All lines in the data bearing the string "BlockMap" should be identified and copied.

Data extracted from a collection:
%%
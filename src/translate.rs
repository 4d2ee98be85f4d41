use tracing::{debug, warn};

use crate::architecture::{DevAddr, PhysAddr, VirtAddr};
use crate::error::{RemuError, Result};
use crate::iomem::SegmentTable;
use crate::pagemap::{physical_blocks, BlockMap, PageTable, Pmem};

/// One address seen in all three spaces.
#[derive(Clone, Copy, Debug, PartialEq, Eq)]
pub struct Resolved {
    pub da: DevAddr,
    pub pa: PhysAddr,
    pub va: VirtAddr,
}

/// Bridges virtual, physical and device addresses for one process.
pub struct Translator<'t> {
    pages: &'t dyn PageTable,
    segments: &'t SegmentTable,
}

impl<'t> Translator<'t> {
    pub fn new(pages: &'t dyn PageTable, segments: &'t SegmentTable) -> Translator<'t> {
        Translator { pages, segments }
    }

    pub fn segments(&self) -> &SegmentTable {
        self.segments
    }

    pub fn physical_to_device(&self, pa: PhysAddr) -> Result<(DevAddr, u64)> {
        self.segments.p2d(pa)
    }

    pub fn device_to_physical(&self, da: DevAddr) -> Result<PhysAddr> {
        self.segments.d2p(da)
    }

    /// Physical blocks behind `[vaddr, vaddr + size)` with their device
    /// ranges. Blocks crossing a segment boundary are split; parts that
    /// lie outside every segment are dropped.
    pub fn blocks(&self, vaddr: VirtAddr, size: u64) -> BlockMap {
        let raw = physical_blocks(self.pages, vaddr, size);
        let mut map = BlockMap {
            blocks: Vec::with_capacity(raw.blocks.len()),
            faults: raw.faults,
        };
        for block in raw.blocks {
            self.place(block, &mut map.blocks);
        }
        for b in &map.blocks {
            debug!(
                "PA {:#x}-{:#x} VA {:#x}-{:#x} DA {:#x}-{:#x} size {} bias {}",
                b.start_pa, b.end_pa, b.start_va, b.end_va, b.start_da, b.end_da, b.size, b.bias
            );
        }
        map
    }

    fn place(&self, mut block: Pmem, out: &mut Vec<Pmem>) {
        loop {
            let Some(seg) = self
                .segments
                .next_from(block.start_pa)
                .filter(|s| s.pa_start <= block.end_pa)
            else {
                warn!(
                    pa = format_args!("{:#x}", block.start_pa),
                    size = block.size,
                    "block outside DRAM segments dropped"
                );
                return;
            };
            if seg.pa_start > block.start_pa {
                let gap = seg.pa_start - block.start_pa;
                warn!(
                    pa = format_args!("{:#x}", block.start_pa),
                    size = gap,
                    "gap between DRAM segments dropped"
                );
                advance(&mut block, gap);
            }

            let head_end = block.end_pa.min(seg.pa_end);
            let len = head_end - block.start_pa + 1;
            let base = seg.base();
            out.push(Pmem {
                end_pa: head_end,
                end_va: block.start_va + len - 1,
                size: len,
                start_da: block.start_pa - base,
                end_da: block.start_pa - base + len - 1,
                base,
                ..block
            });

            if head_end == block.end_pa {
                return;
            }
            advance(&mut block, len);
        }
    }

    /// Maps a device address back into the region, if the region covers it.
    pub fn resolve(&self, da: DevAddr, blocks: &BlockMap) -> Result<Resolved> {
        let pa = self.segments.d2p(da)?;
        let va = blocks
            .pa_to_va(pa)
            .ok_or(RemuError::Unmapped { addr: pa })?;
        Ok(Resolved { da, pa, va })
    }

    /// Resolves each device address; unmapped ones are dropped.
    pub fn valid_virtual_addresses(&self, das: &[DevAddr], blocks: &BlockMap) -> Vec<Resolved> {
        das.iter()
            .filter_map(|&da| match self.resolve(da, blocks) {
                Ok(r) => Some(r),
                Err(e) => {
                    debug!(da = format_args!("{da:#x}"), "dropped: {e}");
                    None
                }
            })
            .collect()
    }
}

fn advance(block: &mut Pmem, len: u64) {
    block.start_pa += len;
    block.start_va += len;
    block.bias += len;
    block.size -= len;
}
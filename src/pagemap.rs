use std::collections::BTreeMap;
use std::fs::File;
use std::path::PathBuf;

use nix::sys::uio::pread;
use nix::unistd::{sysconf, Pid, SysconfVar};
use tracing::{debug, warn};

use crate::architecture::{DevAddr, PhysAddr, VirtAddr};
use crate::error::{RemuError, Result};

const PAGEMAP_ENTRY: u64 = 8;
const PRESENT: u64 = 1 << 63;
const PFN_MASK: u64 = (1 << 55) - 1;
const DEFAULT_PAGE_SIZE: u64 = 4096;

pub fn page_size() -> u64 {
    match sysconf(SysconfVar::PAGE_SIZE) {
        Ok(Some(sz)) if sz > 0 => sz as u64,
        _ => DEFAULT_PAGE_SIZE,
    }
}

/// Virtual to physical lookup for one address space.
pub trait PageTable {
    fn page_size(&self) -> u64;

    /// Physical address backing `vaddr`, or `PageNotPresent`.
    fn phys_addr(&self, vaddr: VirtAddr) -> Result<PhysAddr>;
}

/// `/proc/<pid>/pagemap`. Frame numbers read as zero without
/// CAP_SYS_ADMIN.
pub struct ProcPageMap {
    file: File,
    path: PathBuf,
    page_size: u64,
}

impl ProcPageMap {
    pub fn open_self() -> Result<ProcPageMap> {
        ProcPageMap::open(Pid::this())
    }

    pub fn open(pid: Pid) -> Result<ProcPageMap> {
        let path = PathBuf::from(format!("/proc/{pid}/pagemap"));
        let file = File::open(&path).map_err(|e| RemuError::io(&path, e))?;
        Ok(ProcPageMap {
            file,
            path,
            page_size: page_size(),
        })
    }

    fn entry(&self, vaddr: VirtAddr) -> Result<u64> {
        let mut buf = [0u8; PAGEMAP_ENTRY as usize];
        let offset = (vaddr / self.page_size) * PAGEMAP_ENTRY;
        let n = pread(&self.file, &mut buf, offset as i64).map_err(|e| RemuError::PageTable {
            vaddr,
            source: e.into(),
        })?;
        if n != buf.len() {
            return Err(RemuError::PageTable {
                vaddr,
                source: std::io::Error::new(
                    std::io::ErrorKind::UnexpectedEof,
                    format!("short read from {}", self.path.display()),
                ),
            });
        }
        Ok(u64::from_ne_bytes(buf))
    }
}

impl PageTable for ProcPageMap {
    fn page_size(&self) -> u64 {
        self.page_size
    }

    fn phys_addr(&self, vaddr: VirtAddr) -> Result<PhysAddr> {
        decode_entry(vaddr, self.entry(vaddr)?, self.page_size)
    }
}

/// Physical address from a raw pagemap entry. A present page with frame
/// number 0 is what an unprivileged reader sees and counts as a failed
/// lookup.
fn decode_entry(vaddr: VirtAddr, entry: u64, page_size: u64) -> Result<PhysAddr> {
    if entry & PRESENT == 0 {
        return Err(RemuError::PageNotPresent { vaddr });
    }
    let pfn = entry & PFN_MASK;
    if pfn == 0 {
        return Err(RemuError::FrameHidden { vaddr });
    }
    Ok(pfn * page_size + vaddr % page_size)
}

/// Page table held in memory: virtual page number to frame number.
/// Pages not inserted are not present.
#[derive(Clone, Debug, Default)]
pub struct StaticPageTable {
    page_size: u64,
    frames: BTreeMap<u64, u64>,
}

impl StaticPageTable {
    pub fn new(page_size: u64) -> StaticPageTable {
        StaticPageTable {
            page_size,
            frames: BTreeMap::new(),
        }
    }

    pub fn map(&mut self, vpn: u64, pfn: u64) -> &mut StaticPageTable {
        self.frames.insert(vpn, pfn);
        self
    }

    /// Maps `pages` virtual pages from `vaddr` onto consecutive frames
    /// from `paddr`.
    pub fn map_range(&mut self, vaddr: VirtAddr, paddr: PhysAddr, pages: u64) -> &mut StaticPageTable {
        let (vpn, pfn) = (vaddr / self.page_size, paddr / self.page_size);
        for i in 0..pages {
            self.frames.insert(vpn + i, pfn + i);
        }
        self
    }
}

impl PageTable for StaticPageTable {
    fn page_size(&self) -> u64 {
        self.page_size
    }

    fn phys_addr(&self, vaddr: VirtAddr) -> Result<PhysAddr> {
        let pfn = self
            .frames
            .get(&(vaddr / self.page_size))
            .ok_or(RemuError::PageNotPresent { vaddr })?;
        Ok(pfn * self.page_size + vaddr % self.page_size)
    }
}

/// One maximal physically contiguous piece of a virtual range. Ends are
/// inclusive. The device fields are filled in by the translator.
#[derive(Clone, Copy, Debug, Default, PartialEq, Eq)]
pub struct Pmem {
    pub start_pa: PhysAddr,
    pub end_pa: PhysAddr,
    pub start_va: VirtAddr,
    pub end_va: VirtAddr,
    pub size: u64,
    /// Offset of `start_va` from the start of the requested range.
    pub bias: u64,
    pub start_da: DevAddr,
    pub end_da: DevAddr,
    /// `start_pa - start_da`.
    pub base: u64,
}

impl Pmem {
    pub fn has_pa(&self, pa: PhysAddr) -> bool {
        (self.start_pa..=self.end_pa).contains(&pa)
    }

    pub fn has_va(&self, va: VirtAddr) -> bool {
        (self.start_va..=self.end_va).contains(&va)
    }

    pub fn pa_to_va(&self, pa: PhysAddr) -> Option<VirtAddr> {
        self.has_pa(pa).then(|| self.start_va + (pa - self.start_pa))
    }

    pub fn va_to_pa(&self, va: VirtAddr) -> Option<PhysAddr> {
        self.has_va(va).then(|| self.start_pa + (va - self.start_va))
    }
}

#[derive(Clone, Debug, Default, PartialEq, Eq)]
pub struct BlockMap {
    pub blocks: Vec<Pmem>,
    /// Pages that could not be translated.
    pub faults: Vec<VirtAddr>,
}

impl BlockMap {
    pub fn block_at(&self, va: VirtAddr) -> Option<&Pmem> {
        self.blocks.iter().find(|b| b.has_va(va))
    }

    pub fn pa_to_va(&self, pa: PhysAddr) -> Option<VirtAddr> {
        self.blocks.iter().find_map(|b| b.pa_to_va(pa))
    }

    pub fn total_size(&self) -> u64 {
        self.blocks.iter().map(|b| b.size).sum()
    }
}

/// Splits `[vaddr, vaddr + size)` into physically contiguous blocks.
/// Pages that fail to translate end the current block and are recorded
/// in [`BlockMap::faults`].
pub fn physical_blocks(pt: &dyn PageTable, vaddr: VirtAddr, size: u64) -> BlockMap {
    let mut map = BlockMap::default();
    let ps = pt.page_size();
    let end = vaddr.saturating_add(size);
    let mut cur: Option<Pmem> = None;
    let mut va = vaddr;

    while va < end {
        let chunk_end = ((va / ps + 1) * ps).min(end);
        let len = chunk_end - va;
        match pt.phys_addr(va) {
            Ok(pa) => match cur.as_mut() {
                Some(b) if b.end_pa.wrapping_add(1) == pa && b.end_va + 1 == va => {
                    b.end_pa += len;
                    b.end_va += len;
                    b.size += len;
                }
                _ => {
                    map.blocks.extend(cur.take());
                    cur = Some(Pmem {
                        start_pa: pa,
                        end_pa: pa + len - 1,
                        start_va: va,
                        end_va: va + len - 1,
                        size: len,
                        bias: va - vaddr,
                        ..Pmem::default()
                    });
                }
            },
            Err(e) => {
                warn!(vaddr = format_args!("{va:#x}"), "page excluded: {e}");
                map.blocks.extend(cur.take());
                map.faults.push(va);
            }
        }
        va = chunk_end;
    }
    map.blocks.extend(cur);
    debug!(
        blocks = map.blocks.len(),
        faults = map.faults.len(),
        "translated {size:#x} bytes at {vaddr:#x}"
    );
    map
}

#[cfg(test)]
mod tests {
    use super::*;

    const PS: u64 = 4096;

    #[test]
    fn one_page_yields_one_block() {
        let mut pt = StaticPageTable::new(PS);
        pt.map(0x10, 0x777);
        let va = 0x10 * PS + 0x123;
        let map = physical_blocks(&pt, va, PS - 0x123);
        assert_eq!(map.blocks.len(), 1);
        let b = map.blocks[0];
        assert_eq!(b.size, PS - 0x123);
        assert_eq!(b.start_pa, 0x777 * PS + 0x123);
        assert_eq!(b.end_pa, 0x778 * PS - 1);
        assert_eq!(b.end_va, 0x11 * PS - 1);
        assert_eq!(b.bias, 0);
    }

    #[test]
    fn contiguous_frames_merge() {
        let mut pt = StaticPageTable::new(PS);
        pt.map_range(0x1000 * PS, 0x50 * PS, 3).map(0x1003, 0x90);
        let map = physical_blocks(&pt, 0x1000 * PS + 8, 4 * PS - 16);
        assert_eq!(map.blocks.len(), 2);
        assert_eq!(map.blocks[0].size, 3 * PS - 8);
        assert_eq!(map.blocks[1].start_pa, 0x90 * PS);
        assert_eq!(map.blocks[1].size, PS - 8);
        assert_eq!(map.blocks[1].bias, 3 * PS - 8);
        assert_eq!(map.total_size(), 4 * PS - 16);
    }

    #[test]
    fn missing_pages_are_reported_not_merged() {
        let mut pt = StaticPageTable::new(PS);
        pt.map(0, 10).map(2, 12);
        let map = physical_blocks(&pt, 0, 3 * PS);
        assert_eq!(map.faults, vec![PS]);
        assert_eq!(map.blocks.len(), 2);
        assert_eq!(map.blocks[0].end_pa, 11 * PS - 1);
        assert_eq!(map.blocks[1].start_pa, 12 * PS);
    }

    #[test]
    fn block_lookup() {
        let mut pt = StaticPageTable::new(PS);
        pt.map(4, 40).map(5, 7);
        let map = physical_blocks(&pt, 4 * PS, 2 * PS);
        let b = map.block_at(5 * PS + 9).unwrap();
        assert_eq!(b.start_pa, 7 * PS);
        assert_eq!(b.va_to_pa(5 * PS + 9), Some(7 * PS + 9));
        assert_eq!(map.pa_to_va(40 * PS + 1), Some(4 * PS + 1));
        assert_eq!(map.pa_to_va(41 * PS), None);
        assert!(map.block_at(6 * PS).is_none());
    }

    #[test]
    fn empty_range_is_empty() {
        let pt = StaticPageTable::new(PS);
        assert_eq!(physical_blocks(&pt, 0x5000, 0), BlockMap::default());
    }

    /// Raw pagemap entries keyed by virtual page number.
    struct RawEntries(BTreeMap<u64, u64>);

    impl PageTable for RawEntries {
        fn page_size(&self) -> u64 {
            PS
        }

        fn phys_addr(&self, vaddr: VirtAddr) -> Result<PhysAddr> {
            let entry = self.0.get(&(vaddr / PS)).copied().unwrap_or(0);
            decode_entry(vaddr, entry, PS)
        }
    }

    #[test]
    fn pagemap_entries_decode() {
        assert_eq!(decode_entry(0x1234, PRESENT | 0x42, PS).unwrap(), 0x42 * PS + 0x234);
        assert!(matches!(
            decode_entry(0x1234, 0x42, PS),
            Err(RemuError::PageNotPresent { vaddr: 0x1234 })
        ));
        assert!(matches!(
            decode_entry(0x1234, PRESENT, PS),
            Err(RemuError::FrameHidden { vaddr: 0x1234 })
        ));
    }

    #[test]
    fn hidden_frames_are_excluded_like_missing_pages() {
        // page 1 is present but its frame number reads as 0
        let entries = RawEntries(BTreeMap::from([
            (0, PRESENT | 0x100),
            (1, PRESENT),
            (2, PRESENT | 0x102),
        ]));
        let map = physical_blocks(&entries, 0, 3 * PS);
        assert_eq!(map.faults, vec![PS]);
        assert_eq!(map.blocks.len(), 2);
        assert_eq!(map.total_size(), 2 * PS);
        assert!(map.blocks.iter().all(|b| b.start_pa >= 0x100 * PS));
    }

    #[test]
    fn host_page_size_is_a_power_of_two() {
        assert!(page_size().is_power_of_two());
    }
}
%%
# [Output for this task]
use crate::pagemap::{physical_blocks, BlockMap, PageTable, Pmem};
    pub fn blocks(&self, vaddr: VirtAddr, size: u64) -> BlockMap {
        let mut map = BlockMap {
    pub fn resolve(&self, da: DevAddr, blocks: &BlockMap) -> Result<Resolved> {
    pub fn valid_virtual_addresses(&self, das: &[DevAddr], blocks: &BlockMap) -> Vec<Resolved> {
pub struct BlockMap {
impl BlockMap {
/// in [`BlockMap::faults`].
pub fn physical_blocks(pt: &dyn PageTable, vaddr: VirtAddr, size: u64) -> BlockMap {
    let mut map = BlockMap::default();
        assert_eq!(physical_blocks(&pt, 0x5000, 0), BlockMap::default());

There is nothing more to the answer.